A General Offline Reinforcement Learning Framework for Interactive Recommendation

Teng Xiao,Donglin Wang
2023-10-01
Abstract:This paper studies the problem of learning interactive recommender systems from logged feedbacks without any exploration in online environments. We address the problem by proposing a general offline reinforcement learning framework for recommendation, which enables maximizing cumulative user rewards without online exploration. Specifically, we first introduce a probabilistic generative model for interactive recommendation, and then propose an effective inference algorithm for discrete and stochastic policy learning based on logged feedbacks. In order to perform offline learning more effectively, we propose five approaches to minimize the distribution mismatch between the logging policy and recommendation policy: support constraints, supervised regularization, policy constraints, dual constraints and reward extrapolation. We conduct extensive experiments on two public real-world datasets, demonstrating that the proposed methods can achieve superior performance over existing supervised learning and reinforcement learning methods for recommendation.
Machine Learning,Information Retrieval
What problem does this paper attempt to address?
### Problems the paper attempts to solve This paper studies the problem of how to learn an interactive recommendation system from logged feedback without online exploration. Specifically, the author proposes a general offline reinforcement learning framework to solve the recommendation problem, which can maximize the cumulative user rewards without online exploration.
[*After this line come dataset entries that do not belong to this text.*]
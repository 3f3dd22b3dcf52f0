//! # Protein Model
//!
//! Target structures. Read-only to the orchestration engine; loaded once
//! from the library manifest (see [`crate::seed`]).

use serde::{Deserialize, Serialize};
use std::fmt;

/// Axis-aligned docking search box
#[derive(Debug, Clone, Copy, PartialEq, Serialize, Deserialize)]
pub struct BindingBox {
    pub center: [f64; 3],
    pub size: [f64; 3],
}

impl BindingBox {
    /// Cube of edge `edge` centred on the origin
    pub fn origin_cube(edge: f64) -> Self {
        Self {
            center: [0.0, 0.0, 0.0],
            size: [edge, edge, edge],
        }
    }
}

/// How the pocket resolver derives a box when no explicit one is present
#[derive(Debug, Clone, Copy, PartialEq, Eq, Hash, Serialize, Deserialize, Default)]
#[serde(rename_all = "lowercase")]
pub enum PocketMethod {
    /// Bounding box of co-crystallised (non-water) heteroatoms
    Ligand,
    /// Bounding box of the protein's own atoms
    Protein,
    /// Ligand first, protein second
    #[default]
    Auto,
    /// Alias of `Protein` kept for manifests that use it
    Bbox,
}

impl PocketMethod {
    pub fn tries_ligand(&self) -> bool {
        matches!(self, Self::Ligand | Self::Auto)
    }

    pub fn tries_protein(&self) -> bool {
        matches!(self, Self::Protein | Self::Auto | Self::Bbox)
    }

    pub fn as_str(&self) -> &'static str {
        match self {
            Self::Ligand => "ligand",
            Self::Protein => "protein",
            Self::Auto => "auto",
            Self::Bbox => "bbox",
        }
    }
}

impl fmt::Display for PocketMethod {
    fn fmt(&self, f: &mut fmt::Formatter<'_>) -> fmt::Result {
        f.write_str(self.as_str())
    }
}

impl std::str::FromStr for PocketMethod {
    type Err = String;

    fn from_str(s: &str) -> Result<Self, Self::Err> {
        match s.trim().to_ascii_lowercase().as_str() {
            "ligand" => Ok(Self::Ligand),
            "protein" => Ok(Self::Protein),
            "auto" => Ok(Self::Auto),
            "bbox" => Ok(Self::Bbox),
            other => Err(format!("Invalid pocket method: {other}")),
        }
    }
}

/// Auxiliary structure files shipped with a receptor
#[derive(Debug, Clone, Default, PartialEq, Serialize, Deserialize)]
pub struct ReceptorMeta {
    /// Pocket-specific structure, relative to the protein library
    #[serde(default, skip_serializing_if = "Option::is_none")]
    pub pocket_pdb: Option<String>,
    /// Full receptor structure in PDB form, relative to the protein library
    #[serde(default, skip_serializing_if = "Option::is_none")]
    pub receptor_pdb: Option<String>,
    #[serde(default, skip_serializing_if = "Option::is_none")]
    pub notes: Option<String>,
}

#[derive(Debug, Clone, PartialEq, Serialize, Deserialize)]
pub struct Protein {
    pub protein_id: String,
    pub name: String,
    pub category: Option<String>,
    pub organism: Option<String>,
    pub source_id: Option<String>,
    /// Engine-ready receptor, relative to the protein library
    pub receptor_path: String,
    pub receptor_meta: ReceptorMeta,
    pub default_box: Option<BindingBox>,
    pub pocket_method: Option<PocketMethod>,
}

impl Protein {
    /// Minimal protein record; used by the seed loader and tests
    pub fn new(
        protein_id: impl Into<String>,
        name: impl Into<String>,
        receptor_path: impl Into<String>,
    ) -> Self {
        Self {
            protein_id: protein_id.into(),
            name: name.into(),
            category: None,
            organism: None,
            source_id: None,
            receptor_path: receptor_path.into(),
            receptor_meta: ReceptorMeta::default(),
            default_box: None,
            pocket_method: None,
        }
    }

    pub fn with_default_box(mut self, docking_box: BindingBox) -> Self {
        self.default_box = Some(docking_box);
        self
    }

    pub fn with_pocket_method(mut self, method: PocketMethod) -> Self {
        self.pocket_method = Some(method);
        self
    }

    pub fn with_receptor_meta(mut self, meta: ReceptorMeta) -> Self {
        self.receptor_meta = meta;
        self
    }
}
The article mainly addresses the following challenges: 1. **Discrete Stochastic Policy**: - In the testing phase, the recommendation system needs to generate a list containing multiple items according to a discrete policy, rather than just recommending one item. Training a deterministic policy violates the basic principle of machine learning, that is, the testing and training conditions must match. 2. **Extrapolation Error**: - The extrapolation error is a problem in off - policy value learning, caused by the mismatch between the dataset and the true state - action visits of the current policy. This problem is especially serious for recommendation tasks involving a large number of discrete actions. 3. **Unknown Logged Policy**: - User feedback usually comes from a mixture of previous policies, which are unknown. The methods for estimating the logged policy are limited by their ability to accurately estimate the unknown logged policy. To address these challenges, the author proposes a general offline reinforcement learning framework, including five methods such as support constraint, supervised regularization, policy constraint, dual constraint, and reward extrapolation, to reduce the distribution mismatch between the logged policy and the recommended policy. Through extensive experiments on two publicly available real - world datasets, it is verified that the proposed method outperforms existing supervised learning and reinforcement learning methods in recommendation performance.